## What the exercise asks
Repeat the data exactly, with every line included.

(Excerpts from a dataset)
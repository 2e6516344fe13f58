//! Stage Transition Engine

use super::normalize_stored_path;
use crate::config::TrackerConfig;
use crate::error::{TrackError, TrackResult};
use crate::ledger::{Ledger, LedgerStore};
use crate::locator::{file_basename, ArtifactLocator, MoveOutcome};
use crate::models::{company_and_position, LedgerRow, Stage};
use serde::Serialize;
use std::path::PathBuf;

/// What happened to the physical file during a transition
#[derive(Debug, Clone, PartialEq, Eq, Serialize)]
#[serde(tag = "kind", rename_all = "snake_case")]
pub enum FileOutcome {
    /// Moved from the old stage directory to the new one
    Moved,
    /// Found outside the old stage directory and moved into place
    Repaired { from: PathBuf },
    /// Already in the target stage directory
    AlreadyInPlace,
    /// Not found anywhere; only the ledger was updated
    NotFound,
}

impl FileOutcome {
    pub fn label(&self) -> &'static str {
        match self {
            FileOutcome::Moved => "moved",
            FileOutcome::Repaired { .. } => "repaired",
            FileOutcome::AlreadyInPlace => "already_in_place",
            FileOutcome::NotFound => "not_found",
        }
    }
}

/// Outcome of a committed transition
#[derive(Debug, Clone, PartialEq, Eq, Serialize)]
pub struct TransitionReport {
    pub identity: String,
    pub from: Stage,
    pub to: Stage,
    pub document_path: String,
    pub file: FileOutcome,
    /// The ledger had no row; one was synthesized from the file on disk
    pub row_created: bool,
}

/// Coordinates ledger rows and stage directories for one project
pub struct TransitionEngine<'a> {
    pub(super) config: &'a TrackerConfig,
    store: LedgerStore,
    locator: ArtifactLocator<'a>,
}

impl<'a> TransitionEngine<'a> {
    pub fn new(config: &'a TrackerConfig) -> Self {
        Self {
            config,
            store: LedgerStore::new(config),
            locator: ArtifactLocator::new(config),
        }
    }

    pub fn store(&self) -> &LedgerStore {
        &self.store
    }

    pub fn locator(&self) -> &ArtifactLocator<'a> {
        &self.locator
    }

    /// Move an artifact to `to`: match its ledger row by file base name, move
    /// the file if it can be found, then commit the row. Fails before any
    /// mutation when the artifact is unknown or ambiguous.
    pub fn transition(&self, reference: &str, to: Stage) -> TrackResult<TransitionReport> {
        let identity = self
            .locator
            .identity_for_reference(reference)
            .ok_or_else(|| TrackError::InvalidArtifact(reference.to_string()))?;

        let mut ledger = self.store.load_or_empty()?;
        let (index, row_created) = self.match_row(&mut ledger, &identity, reference)?;

        let from = ledger.rows()[index].stage;
        let recorded = ledger.rows()[index].stage_path(to).to_string();
        tracing::debug!(%identity, %from, %to, "transition started");

        let file = self.relocate(&identity, &recorded, from, to)?;
        if file == FileOutcome::NotFound {
            tracing::warn!(%identity, "artifact file not found, updating ledger only");
        }

        let document_path = self.locator.relative_path(&identity, to);
        ledger.rows_mut()[index].set_stage(to, document_path.clone());
        self.store.save(&ledger)?;

        tracing::info!(%identity, %from, %to, file = file.label(), "transition committed");
        Ok(TransitionReport {
            identity,
            from,
            to,
            document_path,
            file,
            row_created,
        })
    }

    /// Find the unique row for `identity`, synthesizing one when the ledger has
    /// none but the file sits in a stage directory
    fn match_row(
        &self,
        ledger: &mut Ledger,
        identity: &str,
        reference: &str,
    ) -> TrackResult<(usize, bool)> {
        let matches = ledger.find(identity, &self.config.file_prefix);
        match matches.as_slice() {
            [index] => {
                let row = &ledger.rows()[*index];
                match row.unrecognized_at {
                    Some(line) => Err(TrackError::UnknownStatus {
                        status: row.status_text().to_string(),
                        line,
                    }),
                    None => Ok((*index, false)),
                }
            }
            [] => {
                let row = self
                    .synthesize_row(identity)
                    .ok_or_else(|| TrackError::UnknownArtifact(reference.to_string()))?;
                tracing::info!(%identity, stage = %row.stage, "no ledger row, adopting file from disk");
                ledger.push(row);
                Ok((ledger.len() - 1, true))
            }
            many => Err(TrackError::DuplicateArtifact {
                identity: identity.to_string(),
                count: many.len(),
            }),
        }
    }

    /// Build a ledger row for a file found in a stage directory
    pub fn synthesize_row(&self, identity: &str) -> Option<LedgerRow> {
        let stage = self.locator.locate(identity)?;
        let (company, position) = company_and_position(identity);
        let row = LedgerRow::new(
            company,
            position,
            self.locator.relative_path(identity, stage),
            stage,
        )
        .with_notes(format!(
            "Adopted from {}",
            self.config.stage_dir_relative(stage)
        ));
        Some(row)
    }

    /// Best-effort file move. A missing source falls back to the path recorded
    /// for the target stage's column, then to whichever stage directory holds
    /// a file of the target's kind.
    fn relocate(
        &self,
        identity: &str,
        recorded: &str,
        from: Stage,
        to: Stage,
    ) -> TrackResult<FileOutcome> {
        if from != to {
            if let MoveOutcome::Moved = self.locator.move_artifact(identity, from, to)? {
                return Ok(FileOutcome::Moved);
            }
        }

        let target = self.locator.resolve(identity, to);
        if target.is_file() {
            return Ok(FileOutcome::AlreadyInPlace);
        }

        // Recorded path drifted away from the stage directory
        if file_basename(recorded) == self.locator.file_name(identity, to) {
            let drifted = self.config.root.join(normalize_stored_path(recorded));
            if let MoveOutcome::Moved = self.locator.move_path(&drifted, identity, to)? {
                return Ok(FileOutcome::Repaired { from: drifted });
            }
        }

        // Moved out-of-band into another stage directory
        if let Some(found) = self.locator.locate_like(identity, to) {
            let src = self.locator.resolve(identity, found);
            if let MoveOutcome::Moved = self.locator.move_artifact(identity, found, to)? {
                return Ok(FileOutcome::Repaired { from: src });
            }
        }

        Ok(FileOutcome::NotFound)
    }
}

## Response to the exercise
repository 2e6516344fe13f58
//! Stage Transition Engine

use super::normalize_stored_path;
use crate::config::TrackerConfig;
use crate::error::{TrackError, TrackResult};
use crate::ledger::{Ledger, LedgerStore};
use crate::locator::{file_basename, ArtifactLocator, MoveOutcome};
use crate::models::{company_and_position, LedgerRow, Stage};
use serde::Serialize;
use std::path::PathBuf;

/// What happened to the physical file during a transition
#[derive(Debug, Clone, PartialEq, Eq, Serialize)]
#[serde(tag = "kind", rename_all = "snake_case")]
pub enum FileOutcome {
    /// Moved from the old stage directory to the new one
    Moved,
    /// Found outside the old stage directory and moved into place
    Repaired { from: PathBuf },
    /// Already in the target stage directory
    AlreadyInPlace,
    /// Not found anywhere; only the ledger was updated
    NotFound,
}

impl FileOutcome {
    pub fn label(&self) -> &'static str {
        match self {
            FileOutcome::Moved => "moved",
            FileOutcome::Repaired { .. } => "repaired",
            FileOutcome::AlreadyInPlace => "already_in_place",
            FileOutcome::NotFound => "not_found",
        }
    }
}

/// Outcome of a committed transition
#[derive(Debug, Clone, PartialEq, Eq, Serialize)]
pub struct TransitionReport {
    pub identity: String,
    pub from: Stage,
    pub to: Stage,
    pub document_path: String,
    pub file: FileOutcome,
    /// The ledger had no row; one was synthesized from the file on disk
    pub row_created: bool,
}

/// Coordinates ledger rows and stage directories for one project
pub struct TransitionEngine<'a> {
    pub(super) config: &'a TrackerConfig,
    store: LedgerStore,
    locator: ArtifactLocator<'a>,
}

impl<'a> TransitionEngine<'a> {
    pub fn new(config: &'a TrackerConfig) -> Self {
        Self {
            config,
            store: LedgerStore::new(config),
            locator: ArtifactLocator::new(config),
        }
    }

    pub fn store(&self) -> &LedgerStore {
        &self.store
    }

    pub fn locator(&self) -> &ArtifactLocator<'a> {
        &self.locator
    }

    /// Move an artifact to `to`: match its ledger row by file base name, move
    /// the file if it can be found, then commit the row. Fails before any
    /// mutation when the artifact is unknown or ambiguous.
    pub fn transition(&self, reference: &str, to: Stage) -> TrackResult<TransitionReport> {
        let identity = self
            .locator
            .identity_for_reference(reference)
            .ok_or_else(|| TrackError::InvalidArtifact(reference.to_string()))?;

        let mut ledger = self.store.load_or_empty()?;
        let (index, row_created) = self.match_row(&mut ledger, &identity, reference)?;

        let from = ledger.rows()[index].stage;
        let recorded = ledger.rows()[index].stage_path(to).to_string();
        tracing::debug!(%identity, %from, %to, "transition started");

        let file = self.relocate(&identity, &recorded, from, to)?;
        if file == FileOutcome::NotFound {
            tracing::warn!(%identity, "artifact file not found, updating ledger only");
        }

        let document_path = self.locator.relative_path(&identity, to);
        ledger.rows_mut()[index].set_stage(to, document_path.clone());
        self.store.save(&ledger)?;

        tracing::info!(%identity, %from, %to, file = file.label(), "transition committed");
        Ok(TransitionReport {
            identity,
            from,
            to,
            document_path,
            file,
            row_created,
        })
    }

    /// Find the unique row for `identity`, synthesizing one when the ledger has
    /// none but the file sits in a stage directory
    fn match_row(
        &self,
        ledger: &mut Ledger,
        identity: &str,
        reference: &str,
    ) -> TrackResult<(usize, bool)> {
        let matches = ledger.find(identity, &self.config.file_prefix);
        match matches.as_slice() {
            [index] => {
                let row = &ledger.rows()[*index];
                match row.unrecognized_at {
                    Some(line) => Err(TrackError::UnknownStatus {
                        status: row.status_text().to_string(),
                        line,
                    }),
                    None => Ok((*index, false)),
                }
            }
            [] => {
                let row = self
                    .synthesize_row(identity)
                    .ok_or_else(|| TrackError::UnknownArtifact(reference.to_string()))?;
                tracing::info!(%identity, stage = %row.stage, "no ledger row, adopting file from disk");
                ledger.push(row);
                Ok((ledger.len() - 1, true))
            }
            many => Err(TrackError::DuplicateArtifact {
                identity: identity.to_string(),
                count: many.len(),
            }),
        }
    }

    /// Build a ledger row for a file found in a stage directory
    pub fn synthesize_row(&self, identity: &str) -> Option<LedgerRow> {
        let stage = self.locator.locate(identity)?;
        let (company, position) = company_and_position(identity);
        let row = LedgerRow::new(
            company,
            position,
            self.locator.relative_path(identity, stage),
            stage,
        )
        .with_notes(format!(
            "Adopted from {}",
            self.config.stage_dir_relative(stage)
        ));
        Some(row)
    }

    /// Best-effort file move. A missing source falls back to the path recorded
    /// for the target stage's column, then to whichever stage directory holds
    /// a file of the target's kind.
    fn relocate(
        &self,
        identity: &str,
        recorded: &str,
        from: Stage,
        to: Stage,
    ) -> TrackResult<FileOutcome> {
        if from != to {
            if let MoveOutcome::Moved = self.locator.move_artifact(identity, from, to)? {
                return Ok(FileOutcome::Moved);
            }
        }

        let target = self.locator.resolve(identity, to);
        if target.is_file() {
            return Ok(FileOutcome::AlreadyInPlace);
        }

        // Recorded path drifted away from the stage directory
        if file_basename(recorded) == self.locator.file_name(identity, to) {
            let drifted = self.config.root.join(normalize_stored_path(recorded));
            if let MoveOutcome::Moved = self.locator.move_path(&drifted, identity, to)? {
                return Ok(FileOutcome::Repaired { from: drifted });
            }
        }

        // Moved out-of-band into another stage directory
        if let Some(found) = self.locator.locate_like(identity, to) {
            let src = self.locator.resolve(identity, found);
            if let MoveOutcome::Moved = self.locator.move_artifact(identity, found, to)? {
                return Ok(FileOutcome::Repaired { from: src });
            }
        }

        Ok(FileOutcome::NotFound)
    }
}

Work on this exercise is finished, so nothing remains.